Han estado presentes en las calles los homosexuales que, siendo pocos pero bulliciosos,  reclaman matrimonio gay, pero que han perdido cámaras por la inundación de marchantes con otras motivaciones; lo mismo que le ha pasado a Anda Chile, ya tan pasados de moda que aunque se cuelguen de la Moneda pasan desapercibidos.
Han marchado los profesores, los de la Salud, los que tienen enfermedades no cubiertas por AUGE; los estafados por La Polar; los que protestan por las farmacias coludidas; los que repudian a las AFP y las ISAPRES; los que protestan contra las constructoras cuyos edificios colapsaron; los que reclaman porque las constructoras inmobiliarias se toman las ciudades de manera invasiva. Se han sumado con sus propias marchas la CUT, la ANEF, los guachacas que solidarizan con todos y los de la barra brava del Colo Colo por sentirse discriminados.

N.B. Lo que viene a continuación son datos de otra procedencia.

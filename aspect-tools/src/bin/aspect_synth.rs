use anyhow::{Context, Result};
use aspect::synthetic::lattice;
use aspect::SyntheticScene;
use aspect_tools::save_frame;
use clap::Parser;
use nalgebra::Point2;
use std::path::PathBuf;

/// Render a synthetic solar frame
#[derive(Parser, Debug)]
#[command(
    author,
    version,
    about = "Render a synthetic solar frame with a fiducial lattice"
)]
struct Args {
    #[arg(help = "Output image file; the format follows the extension")]
    output: PathBuf,

    #[arg(long, default_value_t = 320, help = "Frame width in pixels")]
    width: usize,

    #[arg(long, default_value_t = 240, help = "Frame height in pixels")]
    height: usize,

    #[arg(long, default_value_t = 160.0, help = "Disk center x in pixels")]
    center_x: f64,

    #[arg(long, default_value_t = 120.0, help = "Disk center y in pixels")]
    center_y: f64,

    #[arg(long, default_value_t = 98.0, help = "Disk radius in pixels")]
    radius: f64,

    #[arg(
        long,
        default_value_t = 1,
        help = "Lattice half-extent: markers at rows and columns -n..=n"
    )]
    lattice: i32,

    #[arg(long, default_value_t = 15.6, help = "Fiducial spacing in pixels")]
    spacing: f64,

    #[arg(long, default_value_t = 0.0, help = "Mask twist against the sensor, degrees")]
    twist: f64,

    #[arg(long, default_value_t = 1.5, help = "Gaussian read noise sigma")]
    noise: f64,

    #[arg(long, default_value_t = 42, help = "Noise seed")]
    seed: u64,
}

fn main() -> Result<()> {
    env_logger::init();
    let args = Args::parse();

    let scene = SyntheticScene {
        width: args.width,
        height: args.height,
        center: Point2::new(args.center_x, args.center_y),
        radius: args.radius,
        lattice_origin: Point2::new(args.width as f64 / 2.0, args.height as f64 / 2.0),
        fiducial_spacing: args.spacing,
        twist_deg: args.twist,
        fiducials: lattice(-args.lattice..=args.lattice, -args.lattice..=args.lattice),
        noise_sigma: args.noise,
        seed: args.seed,
        ..SyntheticScene::default()
    };

    let frame = scene.render();
    save_frame(&frame, &args.output)
        .with_context(|| format!("Failed to write {}", args.output.display()))?;

    let visible = scene.visible_fiducials();
    log::info!(
        "wrote {}x{} frame to {} with {} of {} fiducials on the disk",
        args.width,
        args.height,
        args.output.display(),
        visible.len(),
        scene.fiducials.len()
    );
    for (index, position) in visible {
        println!(
            "{:>3} {:>3}  {:8.3} {:8.3}",
            index.row, index.col, position.x, position.y
        );
    }
    Ok(())
}
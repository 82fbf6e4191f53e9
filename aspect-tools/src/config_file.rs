//! Pipeline tunables stored as JSON.
//!
//! Missing fields take their default values, so a file only needs the settings it
//! changes.

use std::path::Path;

use aspect::AspectConfig;

/// Save to a pretty-printed JSON file
pub fn save_config(config: &AspectConfig, path: &Path) -> Result<(), std::io::Error> {
    let json = serde_json::to_string_pretty(config)
        .map_err(|e| std::io::Error::new(std::io::ErrorKind::InvalidData, e))?;
    std::fs::write(path, json)
}

/// Load from JSON and reject out-of-range values
pub fn load_config(path: &Path) -> Result<AspectConfig, std::io::Error> {
    let json = std::fs::read_to_string(path)?;
    let config: AspectConfig = serde_json::from_str(&json)
        .map_err(|e| std::io::Error::new(std::io::ErrorKind::InvalidData, e))?;
    config
        .validate()
        .map_err(|e| std::io::Error::new(std::io::ErrorKind::InvalidInput, e))?;
    Ok(config)
}
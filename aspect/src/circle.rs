//! Robust circle fitting to limb points.
//!
//! Algebraic least squares on `x² + y² = a·x + b·y + c`, repeated with outliers
//! removed by Cook's distance until the point set stops shrinking.

use nalgebra::{Matrix3, Point2, Vector2, Vector3};

use crate::error::CircleFitError;

/// Refits stop once fewer points than this remain
pub const MIN_ROBUST_POINTS: usize = 5;

#[derive(Debug, Clone, Copy, PartialEq)]
pub struct Circle {
    pub center: Point2<f64>,
    pub radius: f64,
}

/// A fitted circle plus how many input points survived outlier rejection
#[derive(Debug, Clone, Copy, PartialEq)]
pub struct CircleFit {
    pub circle: Circle,
    pub inliers: usize,
    pub iterations: usize,
}

struct AlgebraicFit {
    circle: Circle,
    /// (BᵀB)⁻¹ for the design matrix rows `[x, y, 1]`
    inverse_normal: Matrix3<f64>,
}

fn fit_once(points: &[Point2<f64>]) -> Result<AlgebraicFit, CircleFitError> {
    if points.len() < 3 {
        return Err(CircleFitError::TooFewPoints(points.len()));
    }

    let mut normal = Matrix3::zeros();
    let mut rhs = Vector3::zeros();
    for p in points {
        let row = Vector3::new(p.x, p.y, 1.0);
        normal += row * row.transpose();
        rhs += row * (p.x * p.x + p.y * p.y);
    }

    let cholesky = normal.cholesky().ok_or(CircleFitError::Singular)?;
    let params = cholesky.solve(&rhs);

    let center = Point2::new(params[0] / 2.0, params[1] / 2.0);
    let radius = (params[2] + center.coords.norm_squared()).sqrt();
    if !radius.is_finite() {
        return Err(CircleFitError::Singular);
    }

    Ok(AlgebraicFit {
        circle: Circle { center, radius },
        inverse_normal: cholesky.inverse(),
    })
}

/// Fit a circle, iteratively discarding points whose Cook's distance exceeds the
/// mean squared residual.
pub fn fit_circle(points: &[Point2<f64>]) -> Result<CircleFit, CircleFitError> {
    let mut current: Vec<Point2<f64>> = points.to_vec();
    let mut iterations = 0;

    loop {
        let fit = fit_once(&current)?;
        iterations += 1;

        let done = CircleFit {
            circle: fit.circle,
            inliers: current.len(),
            iterations,
        };
        if current.len() < MIN_ROBUST_POINTS {
            return Ok(done);
        }

        let residuals: Vec<f64> = current
            .iter()
            .map(|p| {
                let r = (p - fit.circle.center).norm() - fit.circle.radius;
                r * r
            })
            .collect();
        let mean_residual = residuals.iter().sum::<f64>() / residuals.len() as f64;

        let kept: Vec<Point2<f64>> = current
            .iter()
            .zip(&residuals)
            .filter(|(p, &residual)| {
                let row = Vector3::new(p.x, p.y, 1.0);
                let leverage = (row.transpose() * fit.inverse_normal * row)[0];
                let cook = residual * leverage / ((1.0 - leverage) * (1.0 - leverage));
                cook <= mean_residual
            })
            .map(|(p, _)| *p)
            .collect();

        if kept.len() == current.len() || kept.len() < 3 {
            return Ok(done);
        }
        log::trace!(
            "circle fit pass {iterations}: dropped {} of {} points",
            current.len() - kept.len(),
            current.len()
        );
        current = kept;
    }
}

/// Radial offset from `point` to the nearest point on `circle`.
pub fn vector_to_circle(point: &Point2<f64>, circle: &Circle) -> Vector2<f64> {
    let radial = point - circle.center;
    let distance = radial.norm();
    if distance == 0.0 {
        return Vector2::new(circle.radius, 0.0);
    }
    radial * (circle.radius / distance - 1.0)
}

#[cfg(test)]
mod tests {
    use super::*;
    use approx::assert_relative_eq;
    use std::f64::consts::PI;

    fn ring(center: Point2<f64>, radius: f64, n: usize) -> Vec<Point2<f64>> {
        (0..n)
            .map(|k| {
                let t = 2.0 * PI * k as f64 / n as f64;
                Point2::new(center.x + radius * t.cos(), center.y + radius * t.sin())
            })
            .collect()
    }

    #[test]
    fn test_exact_circle() {
        let points = ring(Point2::new(320.5, 240.25), 98.0, 24);
        let fit = fit_circle(&points).unwrap();
        assert_relative_eq!(fit.circle.center.x, 320.5, epsilon = 1e-6);
        assert_relative_eq!(fit.circle.center.y, 240.25, epsilon = 1e-6);
        assert_relative_eq!(fit.circle.radius, 98.0, epsilon = 1e-6);
    }

    #[test]
    fn test_outlier_rejected() {
        let center = Point2::new(100.0, 120.0);
        let mut points = ring(center, 50.0, 36);
        // Fiducial shadow pulled one limb point well inside the disk
        points[5] = Point2::new(110.0, 125.0);

        let fit = fit_circle(&points).unwrap();
        assert!(fit.inliers < points.len());
        assert!(fit.iterations > 1);
        assert_relative_eq!(fit.circle.center.x, 100.0, epsilon = 0.5);
        assert_relative_eq!(fit.circle.center.y, 120.0, epsilon = 0.5);
        assert_relative_eq!(fit.circle.radius, 50.0, epsilon = 0.5);
    }

    #[test]
    fn test_too_few_points() {
        let points = [Point2::new(0.0, 0.0), Point2::new(1.0, 0.0)];
        assert_eq!(fit_circle(&points), Err(CircleFitError::TooFewPoints(2)));
    }

    #[test]
    fn test_repeated_point_is_singular() {
        let points = [Point2::new(1.0, 1.0); 4];
        assert_eq!(fit_circle(&points), Err(CircleFitError::Singular));
    }

    #[test]
    fn test_vector_to_circle() {
        let circle = Circle {
            center: Point2::new(0.0, 0.0),
            radius: 10.0,
        };
        let v = vector_to_circle(&Point2::new(0.0, 4.0), &circle);
        assert_relative_eq!(v.x, 0.0);
        assert_relative_eq!(v.y, 6.0);

        let v = vector_to_circle(&Point2::new(12.0, 0.0), &circle);
        assert_relative_eq!(v.x, -2.0);
    }
}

Durante las marchas se han hecho el pino los compadres que venden limones; los contratistas que deben reponer semáforos, los fabricantes de señalética, los negocios que venden mantones para encapuchados. Las movilizaciones más dulces fueron las besatones o maratones de beso que llenaron espacios públicos de feromonas. Sin necesidad de que venga Tunik, en las marchas se han mostrado cuerpos pintados de vistosos colores. Ha habido carros alegóricos de guanacos o zorrillos; hemos tenido el thriller de Michael Jackson frente a la Moneda; con máscaras y maquillajes de cadáveres sangrientos, los zombies en sus declaraciones han sido los más buena onda, pacíficos a concho, expresando su amor y su interés en compartir la marcha con los indignados, para simplemente compartir y pasarlo regio. Las tribus urbanas, los jubilados, los vendedores ambulantes, todo Chile en la calle, la tónica del Siglo XXI, todos conectados por las redes sociales.
Pero están también los patos malos, el lumpen resentido que llega a todas las marchas con cuadrillas de vándalos que encienden las barricadas en forma itinerante; los que arrastran a turbas de saqueadores que lo invaden todo, que destruyen un banco de plaza, un pequeño negocio de barrio, un humilde taxi o el autito de una montepiada. Esa ha sido la mancha negra de un movimiento que captó por su limpieza y alegría, las simpatías de grandes mayorías. Los vándalos son enemigos enquistados que buscan simplemente provocar y aprovecharse del caos. Confundidos en las marchas, esos desalmados, con su organizada violencia, han hecho suyas las legítimas marchas ciudadanas.

Periodismo Independiente, 23 de Octubre de 2011.